United States District Court, E.D. Louisiana

January 21, 2015

LORRAINE PETERSEN AND RICHARD PETERSEN,
v.
KENNETH PETERSEN, SR., KAREN RUIZ PETERSEN, AND CARTER PROPERTIES, LLC, Section B(5)

ORDER AND REASONS

IVAN L.R. LEMELLE, District Judge.

I. NATURE OF THE MOTIONS AND RELIEF SOUGHT

There are several motions for the Court. Accordingly, and for the reasons enumerated below,

IT IS ORDERED that Plaintiff's Motion to Substitute Plaintiff (Rec. Doc. No. 52) is GRANTED, thereby substituting Lorraine Petersen, in her capacity as Administratrix of the Succession of Richard Petersen, in the place of Plaintiff, Richard Petersen.

IT IS FURTHER ORDERED that Plaintiff's Motion to Strike, or in the Alternative, Motion for Leave to File Reply Memorandum (Rec. Doc. No. 60) is DISMISSED as MOOT.

IT IS FURTHER ORDERED that Plaintiff's Motion to Dismiss for Failure to Comply with Court's Order and for Costs and Attorneys' Fees (Rec. Doc. No. 61) is GRANTED, and Defendants' Third-Party Complaint is DISMISSED without prejudice.

IT IS FURTHER ORDERED that because the foregoing moots the basis provided in the Unopposed Motion to Continue (Rec. Doc. No. 66) and Motion for Expedited Consideration thereof (Rec. Doc. No. 64), the same shall be DISMISSED as MOOT.

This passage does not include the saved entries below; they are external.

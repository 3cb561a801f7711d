//! Terminal setup/teardown and the background input pump shared by every
//! scene.

use std::io::{self, Stdout};
use std::sync::atomic::{AtomicBool, Ordering};
use std::sync::Arc;
use std::time::Duration;

use ratatui::crossterm::{
    event::{
        self, DisableMouseCapture, EnableMouseCapture, Event, KeyCode, KeyEvent, KeyEventKind,
        KeyModifiers,
    },
    execute,
    terminal::{disable_raw_mode, enable_raw_mode, EnterAlternateScreen, LeaveAlternateScreen},
};
use ratatui::{backend::CrosstermBackend, Terminal};
use tokio::sync::mpsc;
use tracing::{debug, warn};

pub type Tui = Terminal<CrosstermBackend<Stdout>>;

pub fn enter() -> anyhow::Result<Tui> {
    debug!("terminal: enabling raw mode");
    enable_raw_mode()?;
    let mut stdout = io::stdout();
    execute!(stdout, EnterAlternateScreen, EnableMouseCapture)?;
    let mut terminal = Terminal::new(CrosstermBackend::new(stdout))?;
    terminal.hide_cursor()?;
    terminal.clear()?;
    debug!("terminal: ready, size={:?}", terminal.size());
    Ok(terminal)
}

pub fn leave(terminal: &mut Tui) -> anyhow::Result<()> {
    disable_raw_mode()?;
    execute!(
        terminal.backend_mut(),
        LeaveAlternateScreen,
        DisableMouseCapture
    )?;
    terminal.show_cursor()?;
    Ok(())
}

/// `q`, `Esc` or `Ctrl-C`.
pub fn is_quit_key(key: &KeyEvent) -> bool {
    if key.kind == KeyEventKind::Release {
        return false;
    }
    match key.code {
        KeyCode::Char('q') | KeyCode::Esc => true,
        KeyCode::Char('c') => key.modifiers.contains(KeyModifiers::CONTROL),
        _ => false,
    }
}

pub fn is_quit_event(ev: &Event) -> bool {
    matches!(ev, Event::Key(key) if is_quit_key(key))
}

/// Reads terminal events on a blocking thread and forwards them to the async
/// side. The reader polls so it can notice the stop flag.
pub struct EventPump {
    rx: mpsc::Receiver<Event>,
    stop: Arc<AtomicBool>,
}

impl EventPump {
    pub fn start() -> Self {
        let (tx, rx) = mpsc::channel::<Event>(256);
        let stop = Arc::new(AtomicBool::new(false));
        let flag = stop.clone();
        tokio::task::spawn_blocking(move || {
            while !flag.load(Ordering::Relaxed) {
                match event::poll(Duration::from_millis(50)) {
                    Ok(true) => match event::read() {
                        Ok(ev) => {
                            if tx.blocking_send(ev).is_err() {
                                break;
                            }
                        }
                        Err(e) => {
                            warn!("terminal: event read failed: {}", e);
                            break;
                        }
                    },
                    Ok(false) => {}
                    Err(e) => {
                        warn!("terminal: event poll failed: {}", e);
                        break;
                    }
                }
            }
            debug!("terminal: event pump stopped");
        });
        Self { rx, stop }
    }

    pub async fn next(&mut self) -> Option<Event> {
        self.rx.recv().await
    }

    /// Drain without waiting.
    pub fn try_next(&mut self) -> Option<Event> {
        self.rx.try_recv().ok()
    }

    /// Whether a quit key is among the pending events. Other events are
    /// dropped.
    pub fn quit_pending(&mut self) -> bool {
        let mut quit = false;
        while let Some(ev) = self.try_next() {
            quit |= is_quit_event(&ev);
        }
        quit
    }
}

impl Drop for EventPump {
    fn drop(&mut self) {
        self.stop.store(true, Ordering::Relaxed);
    }
}

#[cfg(test)]
mod tests {
    use super::*;
    use ratatui::crossterm::event::KeyEventState;

    fn key(code: KeyCode, modifiers: KeyModifiers) -> KeyEvent {
        KeyEvent {
            code,
            modifiers,
            kind: KeyEventKind::Press,
            state: KeyEventState::NONE,
        }
    }

    #[test]
    fn test_quit_keys() {
        assert!(is_quit_key(&key(KeyCode::Char('q'), KeyModifiers::NONE)));
        assert!(is_quit_key(&key(KeyCode::Esc, KeyModifiers::NONE)));
        assert!(is_quit_key(&key(KeyCode::Char('c'), KeyModifiers::CONTROL)));
        assert!(!is_quit_key(&key(KeyCode::Char('c'), KeyModifiers::NONE)));
        assert!(!is_quit_key(&key(KeyCode::Char('r'), KeyModifiers::NONE)));
    }

    #[test]
    fn test_release_is_ignored() {
        let mut k = key(KeyCode::Char('q'), KeyModifiers::NONE);
        k.kind = KeyEventKind::Release;
        assert!(!is_quit_key(&k));
    }
}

II. FACTS, PROCEDURAL BACKGROUND AND CONTENTIONS

In this diversity action for breach of contract, Lorraine, wife of/and Richard Petersen, assert claims against their son, Kenneth Petersen Sr. and his wife Karen Ruiz Petersen, as well as Kenneth and Karen's business, Carter Properties, LLC.[1] Plaintiffs allege fraud, breach of fiduciary duty, breach of mandatary, conversion, and unjust enrichment arising out of a "Durable Financial Powers-of-Attorney" executed by Kenneth Petersen, Sr.[2] This matter was removed to the Court from the 34th Judicial District Court for the Parish of Orleans.[3]

On December 15, 2014, Lorraine Petersen filed a Motion to Substitute Plaintiff.[4] On October 17, 2014, her husband Richard passed away.[5] On December 3, 2014, Lorraine was appointed Administratrix of the Succession of Richard Petersen, and on December 15, 2014, moved for an order substituting her in that capacity, in the place of Plaintiff, Richard Petersen in this action.[6]

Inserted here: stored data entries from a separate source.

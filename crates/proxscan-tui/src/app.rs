//! App — the console scene's event loop.
//!
//! Architecture:
//! - `App` owns all components, the scan cycle and `AppState` (shared
//!   read-only data for components).
//! - A frame interval drives everything: each tick captures one `now`,
//!   advances the cycle, runs a due scan, ticks and draws the components.
//! - Terminal input comes from the shared `EventPump`; background results
//!   come in as `AppMessage`s.
//! - Components return `Vec<Action>`; App dispatches each Action.

use std::collections::VecDeque;
use std::time::Duration;

use chrono::Utc;
use ratatui::crossterm::event::{Event, KeyCode, KeyEvent, KeyEventKind, MouseEvent, MouseEventKind};
use ratatui::{
    layout::{Constraint, Direction, Layout, Rect},
    style::Style,
    widgets::Block,
    Frame,
};
use tokio::sync::mpsc;
use tracing::{debug, info, warn};

use proxscan_proto::config::Config;
use proxscan_proto::host::{self, SlowFacts, StaticFacts};
use proxscan_proto::scan::{NetworkScan, NmcliScanner};
use proxscan_proto::store::DeviceStore;

use crate::{
    action::{Action, ComponentId},
    anim::now_secs,
    anim::reveal::FlashTiming,
    app_state::AppState,
    component::Component,
    components::{
        footer::{Footer, LiveFacts},
        header::Header,
        network_table::NetworkTable,
        quote_bar::QuoteBar,
    },
    cycle::ScanCycle,
    scenes::SceneExit,
    terminal::{is_quit_key, EventPump, Tui},
    theme::C_BG,
};

// ── Internal event bus ────────────────────────────────────────────────────────

pub enum AppMessage {
    /// A background host-facts fetch finished.
    SlowFacts(SlowFacts),
}

// ── Pane area tracking ────────────────────────────────────────────────────────

/// Last-drawn rect of each pane, for mouse hit-testing.
#[derive(Default, Clone)]
struct PaneAreas {
    header: Rect,
    quote_bar: Rect,
    network_table: Rect,
    footer: Rect,
}

impl PaneAreas {
    fn pane_at(&self, col: u16, row: u16) -> Option<(ComponentId, Rect)> {
        fn hit(r: Rect, col: u16, row: u16) -> bool {
            r.width > 0
                && r.height > 0
                && col >= r.x
                && col < r.x + r.width
                && row >= r.y
                && row < r.y + r.height
        }
        [
            (ComponentId::Header, self.header),
            (ComponentId::QuoteBar, self.quote_bar),
            (ComponentId::NetworkTable, self.network_table),
            (ComponentId::Footer, self.footer),
        ]
        .into_iter()
        .find(|(_, r)| hit(*r, col, row))
    }
}

// ── App ───────────────────────────────────────────────────────────────────────

pub struct App<S: NetworkScan = NmcliScanner> {
    pub state: AppState,

    header: Header,
    quote_bar: QuoteBar,
    network_table: NetworkTable,
    footer: Footer,

    pane_areas: PaneAreas,
    cycle: ScanCycle,
    scanner: S,
    /// Seconds on the wall clock; read once per frame and after each scan.
    clock: fn() -> f64,
    frame_period: Duration,
    should_quit: bool,
}

impl App<NmcliScanner> {
    /// Opens the device store and gathers the host facts that never change.
    /// Network-backed facts are requested in the background and arrive on
    /// `tx`.
    pub async fn new(config: &Config, tx: mpsc::Sender<AppMessage>) -> Self {
        let facts = host::static_facts().await;
        info!(
            "host: lan={} model={} os={}",
            facts.lan_ip, facts.model, facts.os
        );
        let mut live = LiveFacts::new(host::http_client(), tx);
        live.request();

        let scanner = NmcliScanner::new(Duration::from_secs(config.scan.command_timeout_secs));
        Self::assemble(config, scanner, facts, live, now_secs)
    }
}

impl<S: NetworkScan> App<S> {
    fn assemble(
        config: &Config,
        scanner: S,
        facts: StaticFacts,
        live: LiveFacts,
        clock: fn() -> f64,
    ) -> Self {
        let now = clock();
        let interval = config.scan.interval_secs.max(1) as f64;

        let mut store = DeviceStore::open(
            config.paths.discovered_file.clone(),
            config.paths.lab_file.clone(),
        );
        let seeded = store.ensure_defaults();
        if seeded > 0 {
            info!("lab: seeded {} default entries", seeded);
        }

        let state = AppState::new(
            store,
            config.display.title.clone(),
            config.display.version.clone(),
            interval,
            now,
        );

        Self {
            header: Header::new(FlashTiming::from_millis(
                config.display.flash_ms,
                config.display.fade_ms,
            )),
            quote_bar: QuoteBar::new(config.typing.quote_char_ms as f64 / 1000.0, now),
            network_table: NetworkTable::new(),
            footer: Footer::new(
                &config.display.version,
                facts,
                live,
                config.ticker.dwell_secs,
                config.ticker.speed,
            ),
            pane_areas: PaneAreas::default(),
            cycle: ScanCycle::new(
                interval,
                config.scan.scan_duration_ms as f64 / 1000.0,
                now,
            ),
            scanner,
            clock,
            frame_period: config.display.frame_period(),
            should_quit: false,
            state,
        }
    }

    pub async fn run(
        mut self,
        terminal: &mut Tui,
        pump: &mut EventPump,
        mut rx: mpsc::Receiver<AppMessage>,
    ) -> anyhow::Result<SceneExit> {
        info!("console: starting, frame period {:?}", self.frame_period);

        // First scan before the first countdown.
        self.run_scan().await;
        self.dispatch(Action::ScanCompleted).await;

        let mut frame_tick = tokio::time::interval(self.frame_period);
        frame_tick.set_missed_tick_behavior(tokio::time::MissedTickBehavior::Skip);

        // ── Main loop ─────────────────────────────────────────────────────────
        loop {
            tokio::select! {
                _ = frame_tick.tick() => {
                    self.advance().await;
                    terminal.draw(|f| self.draw(f))?;
                }

                ev = pump.next() => match ev {
                    Some(ev) => self.handle_event(ev).await,
                    None => {
                        warn!("console: input closed");
                        self.should_quit = true;
                    }
                },

                Some(msg) = rx.recv() => self.handle_message(msg),
            }

            if self.should_quit {
                break;
            }
        }

        info!("console: {} scans this session", self.state.scans_completed);
        Ok(SceneExit::Quit)
    }

    fn handle_message(&mut self, msg: AppMessage) {
        match msg {
            AppMessage::SlowFacts(facts) => self.footer.deliver(facts),
        }
    }

    // ── Frame ─────────────────────────────────────────────────────────────────

    async fn advance(&mut self) {
        let now = (self.clock)();
        self.state.now = now;
        self.state.cycle = self.cycle.tick(now);

        if self.state.cycle.scan_due {
            self.run_scan().await;
            self.dispatch(Action::ScanCompleted).await;
        }

        let tick_actions: Vec<Action> = {
            let s = &self.state;
            let mut all = Vec::new();
            all.extend(self.header.tick(s));
            all.extend(self.quote_bar.tick(s));
            all.extend(self.network_table.tick(s));
            all.extend(self.footer.tick(s));
            all
        };
        for action in tick_actions {
            self.dispatch(action).await;
        }
    }

    /// Scan, record the result and restart the countdown. Stalls the loop
    /// for as long as the scan takes.
    async fn run_scan(&mut self) {
        let networks = self.scanner.scan().await;
        let report = self.state.store.record_scan(&networks, Utc::now());
        info!(
            "scan: {} observed, {} new devices, {} new lab entries",
            report.observed, report.new_devices, report.new_lab_entries
        );
        self.state.networks = networks;
        self.state.last_report = Some(report);
        self.state.scans_completed += 1;

        let now = (self.clock)();
        self.cycle.complete_scan(now);
        self.state.now = now;
        self.state.cycle = self.cycle.tick(now);
    }

    // ── Input ─────────────────────────────────────────────────────────────────

    async fn handle_event(&mut self, ev: Event) {
        let actions = match ev {
            Event::Key(key) => self.handle_key(key),
            Event::Mouse(mouse) => self.handle_mouse(mouse),
            _ => vec![],
        };
        for action in actions {
            self.dispatch(action).await;
        }
    }

    fn handle_key(&mut self, key: KeyEvent) -> Vec<Action> {
        if key.kind == KeyEventKind::Release {
            return vec![];
        }
        if is_quit_key(&key) {
            return vec![Action::Quit];
        }
        match key.code {
            KeyCode::Char('r') | KeyCode::Char('R') => vec![Action::Rescan],
            _ => {
                let s = &self.state;
                let mut out = Vec::new();
                out.extend(self.header.handle_key(key, s));
                out.extend(self.quote_bar.handle_key(key, s));
                out.extend(self.network_table.handle_key(key, s));
                out.extend(self.footer.handle_key(key, s));
                out
            }
        }
    }

    fn handle_mouse(&mut self, event: MouseEvent) -> Vec<Action> {
        if !matches!(event.kind, MouseEventKind::Down(_)) {
            return vec![];
        }
        let Some((id, area)) = self.pane_areas.pane_at(event.column, event.row) else {
            return vec![];
        };
        let s = &self.state;
        match id {
            ComponentId::Header => self.header.handle_mouse(event, area, s),
            ComponentId::QuoteBar => self.quote_bar.handle_mouse(event, area, s),
            ComponentId::NetworkTable => self.network_table.handle_mouse(event, area, s),
            ComponentId::Footer => self.footer.handle_mouse(event, area, s),
        }
    }

    // ── Action dispatcher ─────────────────────────────────────────────────────

    async fn dispatch(&mut self, action: Action) {
        let mut queue = VecDeque::from([action]);
        while let Some(action) = queue.pop_front() {
            // Components see the action first, then the app applies it.
            let secondary: Vec<Action> = {
                let s = &self.state;
                let mut out = Vec::new();
                out.extend(self.header.on_action(&action, s));
                out.extend(self.quote_bar.on_action(&action, s));
                out.extend(self.network_table.on_action(&action, s));
                out.extend(self.footer.on_action(&action, s));
                out
            };
            queue.extend(secondary);
            queue.extend(self.apply_action(action).await);
        }
    }

    async fn apply_action(&mut self, action: Action) -> Vec<Action> {
        debug!("apply_action: {:?}", action);
        match action {
            Action::ToggleLab(bssid) => {
                let dev = self.state.store.toggle(&bssid);
                info!("lab: {} ({}) active={}", bssid, dev.ssid, dev.active);
                vec![]
            }
            Action::Rescan => {
                info!("scan: manual rescan");
                self.run_scan().await;
                vec![Action::ScanCompleted]
            }
            Action::Quit => {
                self.should_quit = true;
                vec![]
            }
            Action::ScanCompleted => vec![],
        }
    }

    // ── Draw ──────────────────────────────────────────────────────────────────

    fn draw(&mut self, frame: &mut Frame) {
        let area = frame.area();
        frame.render_widget(Block::default().style(Style::default().bg(C_BG)), area);

        let rows = Layout::default()
            .direction(Direction::Vertical)
            .constraints([
                Constraint::Length(self.header.height()),
                Constraint::Length(self.quote_bar.height()),
                Constraint::Min(0),
                Constraint::Length(self.footer.height()),
            ])
            .split(area);

        self.header.draw(frame, rows[0], &self.state);
        self.quote_bar.draw(frame, rows[1], &self.state);
        self.network_table.draw(frame, rows[2], &self.state);
        self.footer.draw(frame, rows[3], &self.state);

        self.pane_areas = PaneAreas {
            header: rows[0],
            quote_bar: rows[1],
            network_table: rows[2],
            footer: rows[3],
        };
    }
}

Defendants oppose the motion on the basis that, (1) the claims by Richard are the same as those by Lorraine; (2) confusion would result as Defendants have asserted claims against three heirs (Kenneth Petersen, Leonard Petersen, and Richard Petersen, Jr.) for theft, fraud, conversion, unjust enrichment, etc.[7] On January 2, 2015, Defendants filed an Answer to the First Amended Complaint asserting these third-party claims.[8] Defendants claim that permitting the substitution would allow, in the event a judgment is rendered against one or more of the Defendants, the Third-Party Defendants to be unjustly enriched through the judgment obtained by the estate.[9]

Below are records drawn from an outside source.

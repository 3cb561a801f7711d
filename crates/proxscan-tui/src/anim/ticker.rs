//! Scrolling status ticker.
//!
//! Facts come from a [`FactSource`] on two cadences: network-backed facts at
//! most once per dwell period, the clock on every frame. The composed line is
//! only re-rendered when its text changes.

use std::collections::BTreeMap;

use proxscan_proto::host::SlowFacts;
use unicode_width::UnicodeWidthChar;

pub const FIELD_SEPARATOR: &str = "  |  ";
pub const LOOP_SEPARATOR: &str = "   •   ";
pub const MISSING: &str = "N/A";

#[derive(Debug, Clone, Copy, PartialEq, Eq, PartialOrd, Ord, Hash)]
pub enum Field {
    Version,
    Lan,
    Public,
    Model,
    Os,
    Loc,
    Time,
}

impl Field {
    pub const ORDER: [Field; 7] = [
        Field::Version,
        Field::Lan,
        Field::Public,
        Field::Model,
        Field::Os,
        Field::Loc,
        Field::Time,
    ];

    pub fn label(self) -> &'static str {
        match self {
            Field::Version => "VERSION",
            Field::Lan => "LAN",
            Field::Public => "PUBLIC",
            Field::Model => "MODEL",
            Field::Os => "OS",
            Field::Loc => "LOC",
            Field::Time => "TIME",
        }
    }
}

pub type Fields = BTreeMap<Field, String>;

/// `LABEL value` pairs in display order, upper-cased, NULs removed, with the
/// loop separator appended.
pub fn compose(fields: &Fields) -> String {
    let base = Field::ORDER
        .iter()
        .map(|f| {
            let value = fields.get(f).map(String::as_str).unwrap_or(MISSING);
            format!("{} {}", f.label(), value)
        })
        .collect::<Vec<_>>()
        .join(FIELD_SEPARATOR);
    let mut out = base.replace('\0', "").to_uppercase();
    out.push_str(LOOP_SEPARATOR);
    out
}

/// Turns ticker text into a drawable form.
pub trait TextRenderer {
    type Rendered;

    fn render(&mut self, text: &str) -> Self::Rendered;

    /// Width of a rendered form, in viewport units.
    fn width(rendered: &Self::Rendered) -> f64;
}

/// Keeps the rendered form of the last text it was asked for.
pub struct RenderCache<R: TextRenderer> {
    renderer: R,
    text: String,
    rendered: Option<R::Rendered>,
}

impl<R: TextRenderer> RenderCache<R> {
    pub fn new(renderer: R) -> Self {
        Self {
            renderer,
            text: String::new(),
            rendered: None,
        }
    }

    /// Rendered form of `text`, rendering only when `text` differs from the
    /// cached key.
    pub fn get(&mut self, text: &str) -> &R::Rendered {
        if self.text != text {
            self.text.clear();
            self.text.push_str(text);
            self.rendered = None;
        }
        let renderer = &mut self.renderer;
        self.rendered.get_or_insert_with(|| renderer.render(text))
    }

    pub fn renderer(&self) -> &R {
        &self.renderer
    }
}

/// Horizontal scroll position with wrap-around.
#[derive(Debug, Clone, Copy, PartialEq)]
pub struct Scroller {
    pub x: f64,
    pub speed: f64,
}

impl Scroller {
    pub fn new(start_x: f64, speed: f64) -> Self {
        Self { x: start_x, speed }
    }

    /// Returns the position to draw at this frame and moves on. Once the
    /// whole line is past the left edge the position jumps to `viewport`.
    pub fn step(&mut self, width: f64, viewport: f64) -> f64 {
        let draw_at = self.x;
        self.x -= self.speed;
        if self.x < -width {
            self.x = viewport;
        }
        draw_at
    }
}

/// Where the ticker's variable facts come from.
pub trait FactSource {
    /// Network-backed facts. Only called when the dwell period has passed.
    fn slow(&mut self) -> SlowFacts;

    /// Local clock text, called every frame.
    fn clock(&mut self) -> String;
}

pub struct StatusTicker<S: FactSource, R: TextRenderer> {
    source: S,
    fields: Fields,
    dwell: f64,
    last_slow_refresh: Option<f64>,
    text: String,
    cache: RenderCache<R>,
    scroll: Scroller,
}

impl<S: FactSource, R: TextRenderer> StatusTicker<S, R> {
    pub fn new(source: S, renderer: R, fixed: Fields, dwell: f64, scroll: Scroller) -> Self {
        let text = compose(&fixed);
        Self {
            source,
            fields: fixed,
            dwell,
            last_slow_refresh: None,
            text,
            cache: RenderCache::new(renderer),
            scroll,
        }
    }

    pub fn text(&self) -> &str {
        &self.text
    }

    pub fn source_mut(&mut self) -> &mut S {
        &mut self.source
    }

    pub fn renderer(&self) -> &R {
        self.cache.renderer()
    }

    /// Restart the scroll at `x`, typically the right edge.
    pub fn reset_scroll(&mut self, x: f64) {
        self.scroll.x = x;
    }

    fn set(&mut self, field: Field, value: String) -> bool {
        if self.fields.get(&field) == Some(&value) {
            return false;
        }
        self.fields.insert(field, value);
        true
    }

    fn set_slow(&mut self, slow: SlowFacts) -> bool {
        let public = self.set(Field::Public, slow.public_ip);
        let loc = self.set(Field::Loc, slow.geo);
        public || loc
    }

    /// Take slow facts that arrived outside a refresh. They show up in the
    /// text at once; the dwell schedule is left alone.
    pub fn apply_slow(&mut self, slow: SlowFacts) -> bool {
        let changed = self.set_slow(slow);
        if changed {
            self.text = compose(&self.fields);
        }
        changed
    }

    /// Pull due facts. Returns whether the composed text changed.
    pub fn refresh(&mut self, now: f64) -> bool {
        let mut changed = false;

        let due = self
            .last_slow_refresh
            .map_or(true, |last| now - last >= self.dwell);
        if due {
            let slow = self.source.slow();
            changed |= self.set_slow(slow);
            self.last_slow_refresh = Some(now);
        }

        let clock = self.source.clock();
        changed |= self.set(Field::Time, clock);

        if changed {
            self.text = compose(&self.fields);
        }
        changed
    }

    /// Refresh, render (cached) and scroll one frame. Returns the draw
    /// position and the rendered line.
    pub fn frame(&mut self, now: f64, viewport: f64) -> (f64, &R::Rendered) {
        self.refresh(now);
        let width = R::width(self.cache.get(&self.text));
        let x = self.scroll.step(width, viewport);
        (x, self.cache.get(&self.text))
    }
}

/// A ticker line laid out into terminal cells.
#[derive(Debug, Clone, PartialEq)]
pub struct CellLine {
    /// Each glyph with the column it starts at.
    pub glyphs: Vec<(char, usize)>,
    pub width: usize,
}

/// Lays text out by display width.
#[derive(Debug, Default)]
pub struct CellRenderer;

impl TextRenderer for CellRenderer {
    type Rendered = CellLine;

    fn render(&mut self, text: &str) -> CellLine {
        let mut col = 0;
        let mut glyphs = Vec::with_capacity(text.len());
        for c in text.chars() {
            let w = c.width().unwrap_or(0);
            if w == 0 {
                continue;
            }
            glyphs.push((c, col));
            col += w;
        }
        CellLine { glyphs, width: col }
    }

    fn width(rendered: &CellLine) -> f64 {
        rendered.width as f64
    }
}

#[cfg(test)]
mod tests {
    use super::*;

    struct CountingRenderer {
        renders: usize,
    }

    impl TextRenderer for CountingRenderer {
        type Rendered = usize;

        fn render(&mut self, text: &str) -> usize {
            self.renders += 1;
            text.chars().count()
        }

        fn width(rendered: &usize) -> f64 {
            *rendered as f64
        }
    }

    struct FakeSource {
        public_ip: String,
        clock: String,
        slow_calls: usize,
    }

    impl FactSource for FakeSource {
        fn slow(&mut self) -> SlowFacts {
            self.slow_calls += 1;
            SlowFacts {
                public_ip: self.public_ip.clone(),
                geo: "52.52,13.40".to_string(),
            }
        }

        fn clock(&mut self) -> String {
            self.clock.clone()
        }
    }

    fn fixed() -> Fields {
        let mut f = Fields::new();
        f.insert(Field::Version, "v0.1.0".to_string());
        f.insert(Field::Lan, "192.168.1.20".to_string());
        f
    }

    fn ticker() -> StatusTicker<FakeSource, CountingRenderer> {
        StatusTicker::new(
            FakeSource {
                public_ip: "1.2.3.4".to_string(),
                clock: "12:00:00 UTC".to_string(),
                slow_calls: 0,
            },
            CountingRenderer { renders: 0 },
            fixed(),
            7.0,
            Scroller::new(480.0, 0.25),
        )
    }

    #[test]
    fn test_compose_order_and_missing() {
        let text = compose(&fixed());
        assert_eq!(
            text,
            "VERSION V0.1.0  |  LAN 192.168.1.20  |  PUBLIC N/A  |  MODEL N/A  |  OS N/A  |  LOC N/A  |  TIME N/A   •   "
        );
    }

    #[test]
    fn test_compose_strips_nul() {
        let mut f = Fields::new();
        f.insert(Field::Model, "pi\0 4".to_string());
        assert!(compose(&f).contains("MODEL PI 4"));
    }

    #[test]
    fn test_unchanged_text_reuses_render() {
        let mut t = ticker();
        t.frame(100.0, 480.0);
        t.frame(100.05, 480.0);
        t.frame(100.10, 480.0);
        assert_eq!(t.renderer().renders, 1);
    }

    #[test]
    fn test_one_change_renders_once() {
        let mut t = ticker();
        t.frame(100.0, 480.0);
        t.source_mut().clock = "12:00:01 UTC".to_string();
        t.frame(100.05, 480.0);
        t.frame(100.10, 480.0);
        assert_eq!(t.renderer().renders, 2);
    }

    #[test]
    fn test_slow_facts_respect_dwell() {
        let mut t = ticker();
        t.refresh(100.0);
        t.refresh(103.0);
        t.refresh(106.9);
        assert_eq!(t.source_mut().slow_calls, 1);
        t.refresh(107.0);
        assert_eq!(t.source_mut().slow_calls, 2);
    }

    #[test]
    fn test_slow_change_shows_after_dwell() {
        let mut t = ticker();
        t.refresh(0.0);
        assert!(t.text().contains("PUBLIC 1.2.3.4"));
        t.source_mut().public_ip = "5.6.7.8".to_string();
        assert!(!t.refresh(1.0));
        assert!(t.text().contains("PUBLIC 1.2.3.4"));
        assert!(t.refresh(7.5));
        assert!(t.text().contains("PUBLIC 5.6.7.8"));
    }

    #[test]
    fn test_applied_slow_facts_show_before_dwell() {
        let mut t = ticker();
        t.refresh(0.0);
        assert!(t.apply_slow(SlowFacts {
            public_ip: "9.9.9.9".to_string(),
            geo: "48.85,2.35".to_string(),
        }));
        assert!(t.text().contains("PUBLIC 9.9.9.9"));
        assert!(t.text().contains("LOC 48.85,2.35"));

        t.refresh(1.0);
        assert_eq!(t.source_mut().slow_calls, 1);
        assert!(t.text().contains("PUBLIC 9.9.9.9"));
    }

    #[test]
    fn test_scroll_wraps_to_viewport() {
        let mut s = Scroller::new(-51.0, 0.25);
        s.step(50.0, 480.0);
        assert_eq!(s.x, 480.0);
    }

    #[test]
    fn test_scroll_moves_left() {
        let mut s = Scroller::new(10.0, 0.25);
        assert_eq!(s.step(50.0, 480.0), 10.0);
        assert_eq!(s.x, 9.75);
    }

    #[test]
    fn test_cell_renderer_widths() {
        let line = CellRenderer.render("A•ア");
        assert_eq!(line.glyphs, vec![('A', 0), ('•', 1), ('ア', 2)]);
        assert_eq!(line.width, 4);
    }
}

Plaintiff filed a Motion to Strike, or in the Alternative, Motion for Leave to File Reply Memorandum because the foregoing opposition was not filed at least eight days prior to the submission date.[10]

Plaintiff filed a Motion to Dismiss [the Third-Party Complaint] for Failure to Comply with Court's Order and for Costs and Attorney's Fees.[11] Defendants filed a Response in Opposition to Plaintiff's Motion to Dismiss.[12] Plaintiff filed a reply.[13]

III. LAW AND ANALYSIS

There are two main issues before the Court: (1) whether Defendants' third-party complaint should be dismissed, and (2) whether Plaintiff's substitution should be denied, in light of the scheduling order in place in this matter. The scheduling order provides: "[a]mendments to pleadings, third-party actions, cross-claims and counter claims shall be filed no later than SEPTEMBER 2, 2014."[14]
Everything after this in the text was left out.